• Your assignment: I'd like an exact copy of every line from the start of the entries below through the line containing "filename src/models/schedule.rs", please.

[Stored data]

******************************

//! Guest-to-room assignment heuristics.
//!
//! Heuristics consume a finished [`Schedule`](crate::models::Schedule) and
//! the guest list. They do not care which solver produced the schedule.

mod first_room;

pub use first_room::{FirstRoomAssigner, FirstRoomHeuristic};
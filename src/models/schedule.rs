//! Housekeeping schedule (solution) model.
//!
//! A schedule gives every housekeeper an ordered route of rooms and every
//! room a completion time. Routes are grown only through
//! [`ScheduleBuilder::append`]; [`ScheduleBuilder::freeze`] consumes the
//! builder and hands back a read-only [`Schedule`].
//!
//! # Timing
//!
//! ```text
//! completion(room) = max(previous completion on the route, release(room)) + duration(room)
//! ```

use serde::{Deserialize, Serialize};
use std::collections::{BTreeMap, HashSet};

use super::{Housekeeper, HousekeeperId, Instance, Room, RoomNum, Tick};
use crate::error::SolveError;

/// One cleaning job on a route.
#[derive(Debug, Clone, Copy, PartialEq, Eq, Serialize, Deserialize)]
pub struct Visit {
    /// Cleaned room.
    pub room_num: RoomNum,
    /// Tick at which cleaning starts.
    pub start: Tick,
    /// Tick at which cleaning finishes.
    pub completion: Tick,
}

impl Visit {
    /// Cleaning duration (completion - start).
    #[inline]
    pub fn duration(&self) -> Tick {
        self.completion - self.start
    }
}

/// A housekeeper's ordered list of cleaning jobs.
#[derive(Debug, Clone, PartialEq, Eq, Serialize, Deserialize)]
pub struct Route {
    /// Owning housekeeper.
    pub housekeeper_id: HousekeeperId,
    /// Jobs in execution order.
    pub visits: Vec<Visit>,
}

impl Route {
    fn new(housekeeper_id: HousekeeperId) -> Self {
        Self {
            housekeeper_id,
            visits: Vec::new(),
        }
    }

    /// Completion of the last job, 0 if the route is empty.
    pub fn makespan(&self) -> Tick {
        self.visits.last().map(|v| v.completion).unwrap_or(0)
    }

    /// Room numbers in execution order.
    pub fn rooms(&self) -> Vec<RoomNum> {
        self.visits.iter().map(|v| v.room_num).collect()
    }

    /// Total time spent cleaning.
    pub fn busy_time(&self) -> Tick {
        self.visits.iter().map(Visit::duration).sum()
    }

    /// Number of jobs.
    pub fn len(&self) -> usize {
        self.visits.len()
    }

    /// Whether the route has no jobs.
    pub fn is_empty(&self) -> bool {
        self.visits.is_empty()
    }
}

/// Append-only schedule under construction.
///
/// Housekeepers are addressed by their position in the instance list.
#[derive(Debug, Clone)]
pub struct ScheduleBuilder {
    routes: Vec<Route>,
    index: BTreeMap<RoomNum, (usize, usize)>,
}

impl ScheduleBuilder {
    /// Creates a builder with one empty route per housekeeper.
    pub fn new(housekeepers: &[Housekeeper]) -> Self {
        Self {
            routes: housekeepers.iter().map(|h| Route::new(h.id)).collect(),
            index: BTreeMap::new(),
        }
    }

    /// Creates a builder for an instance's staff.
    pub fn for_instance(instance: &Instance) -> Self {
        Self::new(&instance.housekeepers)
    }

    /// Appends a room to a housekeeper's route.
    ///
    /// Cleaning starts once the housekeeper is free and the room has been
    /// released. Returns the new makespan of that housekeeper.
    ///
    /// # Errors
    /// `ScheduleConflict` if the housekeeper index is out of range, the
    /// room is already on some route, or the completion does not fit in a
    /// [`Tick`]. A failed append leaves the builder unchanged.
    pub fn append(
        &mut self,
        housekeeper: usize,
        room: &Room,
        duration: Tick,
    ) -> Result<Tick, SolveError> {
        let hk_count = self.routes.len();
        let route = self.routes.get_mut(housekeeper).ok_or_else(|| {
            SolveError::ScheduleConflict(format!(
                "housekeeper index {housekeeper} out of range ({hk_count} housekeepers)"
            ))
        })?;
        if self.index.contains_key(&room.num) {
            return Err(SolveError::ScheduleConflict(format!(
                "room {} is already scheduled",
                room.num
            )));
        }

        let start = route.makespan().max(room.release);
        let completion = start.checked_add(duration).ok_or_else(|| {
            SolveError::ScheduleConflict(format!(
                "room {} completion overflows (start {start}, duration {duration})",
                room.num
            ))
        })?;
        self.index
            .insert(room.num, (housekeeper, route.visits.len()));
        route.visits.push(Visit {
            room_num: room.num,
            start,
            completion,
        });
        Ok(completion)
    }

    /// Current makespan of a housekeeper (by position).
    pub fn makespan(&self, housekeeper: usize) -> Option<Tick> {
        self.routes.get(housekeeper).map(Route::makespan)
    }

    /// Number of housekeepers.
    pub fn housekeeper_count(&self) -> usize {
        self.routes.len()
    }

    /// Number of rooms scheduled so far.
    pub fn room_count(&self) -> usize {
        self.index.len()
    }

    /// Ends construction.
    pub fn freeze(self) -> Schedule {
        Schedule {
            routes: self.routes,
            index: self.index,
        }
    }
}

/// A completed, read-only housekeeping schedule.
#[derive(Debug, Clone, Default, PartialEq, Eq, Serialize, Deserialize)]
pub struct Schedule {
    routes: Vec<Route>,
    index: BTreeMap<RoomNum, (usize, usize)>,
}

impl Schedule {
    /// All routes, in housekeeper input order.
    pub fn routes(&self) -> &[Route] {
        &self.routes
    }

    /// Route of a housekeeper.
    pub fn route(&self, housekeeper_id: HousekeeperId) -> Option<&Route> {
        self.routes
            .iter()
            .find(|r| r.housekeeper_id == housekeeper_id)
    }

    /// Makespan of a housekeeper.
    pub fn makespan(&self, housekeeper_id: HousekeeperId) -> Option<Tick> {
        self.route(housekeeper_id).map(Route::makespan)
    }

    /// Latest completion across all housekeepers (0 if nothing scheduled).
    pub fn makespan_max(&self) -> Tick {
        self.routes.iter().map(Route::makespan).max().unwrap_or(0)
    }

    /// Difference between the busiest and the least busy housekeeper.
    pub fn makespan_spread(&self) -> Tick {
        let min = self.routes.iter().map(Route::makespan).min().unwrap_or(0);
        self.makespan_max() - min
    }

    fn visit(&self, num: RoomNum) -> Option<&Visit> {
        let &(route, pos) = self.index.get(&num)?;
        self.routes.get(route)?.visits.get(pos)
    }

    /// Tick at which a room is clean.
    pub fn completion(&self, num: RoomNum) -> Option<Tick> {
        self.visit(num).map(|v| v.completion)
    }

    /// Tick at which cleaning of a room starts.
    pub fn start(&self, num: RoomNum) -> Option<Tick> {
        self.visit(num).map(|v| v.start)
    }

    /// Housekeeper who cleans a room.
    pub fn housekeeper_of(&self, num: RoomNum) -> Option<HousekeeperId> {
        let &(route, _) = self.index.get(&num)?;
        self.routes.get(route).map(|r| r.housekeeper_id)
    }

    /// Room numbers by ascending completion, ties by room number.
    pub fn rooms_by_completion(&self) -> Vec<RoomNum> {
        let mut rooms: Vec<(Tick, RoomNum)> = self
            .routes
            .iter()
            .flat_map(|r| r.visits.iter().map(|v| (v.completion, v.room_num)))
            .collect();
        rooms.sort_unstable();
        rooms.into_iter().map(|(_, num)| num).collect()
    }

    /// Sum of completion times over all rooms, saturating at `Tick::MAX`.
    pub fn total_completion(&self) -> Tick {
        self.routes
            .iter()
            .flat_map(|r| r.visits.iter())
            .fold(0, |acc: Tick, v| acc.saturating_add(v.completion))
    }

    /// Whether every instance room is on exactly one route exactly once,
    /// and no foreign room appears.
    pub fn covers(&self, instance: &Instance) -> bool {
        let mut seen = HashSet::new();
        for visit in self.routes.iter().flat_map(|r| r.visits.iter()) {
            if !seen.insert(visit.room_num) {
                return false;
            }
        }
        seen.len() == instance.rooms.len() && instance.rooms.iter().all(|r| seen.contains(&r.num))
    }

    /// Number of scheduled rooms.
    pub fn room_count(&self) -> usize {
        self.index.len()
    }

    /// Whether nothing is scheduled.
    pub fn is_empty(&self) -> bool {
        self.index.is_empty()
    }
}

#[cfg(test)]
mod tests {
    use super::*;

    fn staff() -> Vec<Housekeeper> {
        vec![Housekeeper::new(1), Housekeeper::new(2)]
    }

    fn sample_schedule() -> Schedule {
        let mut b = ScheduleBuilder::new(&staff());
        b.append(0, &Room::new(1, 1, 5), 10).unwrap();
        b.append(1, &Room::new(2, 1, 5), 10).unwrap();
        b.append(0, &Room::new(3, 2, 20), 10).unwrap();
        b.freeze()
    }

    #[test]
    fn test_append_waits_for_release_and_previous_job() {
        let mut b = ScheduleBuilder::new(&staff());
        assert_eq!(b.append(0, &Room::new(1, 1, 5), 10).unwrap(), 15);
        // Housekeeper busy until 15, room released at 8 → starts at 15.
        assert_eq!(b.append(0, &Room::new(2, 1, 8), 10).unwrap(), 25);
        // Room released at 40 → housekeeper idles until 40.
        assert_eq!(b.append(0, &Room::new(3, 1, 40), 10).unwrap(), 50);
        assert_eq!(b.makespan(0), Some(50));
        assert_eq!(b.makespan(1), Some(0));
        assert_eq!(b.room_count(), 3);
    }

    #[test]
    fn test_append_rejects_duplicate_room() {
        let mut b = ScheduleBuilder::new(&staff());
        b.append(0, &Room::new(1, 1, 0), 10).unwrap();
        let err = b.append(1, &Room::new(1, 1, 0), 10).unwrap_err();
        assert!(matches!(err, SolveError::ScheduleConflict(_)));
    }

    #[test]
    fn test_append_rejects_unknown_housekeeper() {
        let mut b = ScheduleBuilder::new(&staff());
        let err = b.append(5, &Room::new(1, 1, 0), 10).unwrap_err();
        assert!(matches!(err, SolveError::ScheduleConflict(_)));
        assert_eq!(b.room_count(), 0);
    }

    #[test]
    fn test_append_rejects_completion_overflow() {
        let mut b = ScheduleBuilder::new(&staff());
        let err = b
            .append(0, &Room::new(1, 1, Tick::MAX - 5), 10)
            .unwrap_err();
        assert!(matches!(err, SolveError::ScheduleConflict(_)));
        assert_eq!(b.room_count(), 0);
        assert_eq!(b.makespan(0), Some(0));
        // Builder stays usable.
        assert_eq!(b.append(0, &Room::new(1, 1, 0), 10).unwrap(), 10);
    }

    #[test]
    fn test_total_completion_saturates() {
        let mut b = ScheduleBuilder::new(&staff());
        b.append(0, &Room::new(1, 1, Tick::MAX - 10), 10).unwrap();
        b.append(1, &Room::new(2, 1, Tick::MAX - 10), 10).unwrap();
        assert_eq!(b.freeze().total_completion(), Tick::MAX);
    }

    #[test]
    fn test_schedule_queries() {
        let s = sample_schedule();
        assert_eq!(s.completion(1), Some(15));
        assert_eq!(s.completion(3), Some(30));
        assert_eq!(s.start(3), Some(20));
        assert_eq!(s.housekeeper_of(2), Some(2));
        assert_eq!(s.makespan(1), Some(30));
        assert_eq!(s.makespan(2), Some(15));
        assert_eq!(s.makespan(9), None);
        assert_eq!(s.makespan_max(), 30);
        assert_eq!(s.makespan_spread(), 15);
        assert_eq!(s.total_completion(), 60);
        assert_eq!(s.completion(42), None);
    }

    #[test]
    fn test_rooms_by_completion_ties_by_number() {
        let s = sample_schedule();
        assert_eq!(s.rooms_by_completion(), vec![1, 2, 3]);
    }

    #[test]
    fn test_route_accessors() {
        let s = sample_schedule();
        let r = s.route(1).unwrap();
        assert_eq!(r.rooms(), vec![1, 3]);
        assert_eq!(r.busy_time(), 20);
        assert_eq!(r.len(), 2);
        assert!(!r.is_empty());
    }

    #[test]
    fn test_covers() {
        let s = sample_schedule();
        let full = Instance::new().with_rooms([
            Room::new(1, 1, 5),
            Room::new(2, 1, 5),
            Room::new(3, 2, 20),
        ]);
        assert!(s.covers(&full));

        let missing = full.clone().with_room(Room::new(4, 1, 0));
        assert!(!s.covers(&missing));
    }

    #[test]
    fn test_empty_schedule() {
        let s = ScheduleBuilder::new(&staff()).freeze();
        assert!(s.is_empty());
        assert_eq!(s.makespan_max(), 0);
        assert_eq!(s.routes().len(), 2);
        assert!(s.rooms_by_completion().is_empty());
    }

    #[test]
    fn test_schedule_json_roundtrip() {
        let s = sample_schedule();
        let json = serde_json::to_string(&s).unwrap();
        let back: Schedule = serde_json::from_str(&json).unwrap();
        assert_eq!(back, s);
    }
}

******************************

• Task output:
//! Guest-to-room assignment heuristics.
//!
//! Heuristics consume a finished [`Schedule`](crate::models::Schedule) and
//! the guest list. They do not care which solver produced the schedule.

mod first_room;

pub use first_room::{FirstRoomAssigner, FirstRoomHeuristic};
filename src/models/schedule.rs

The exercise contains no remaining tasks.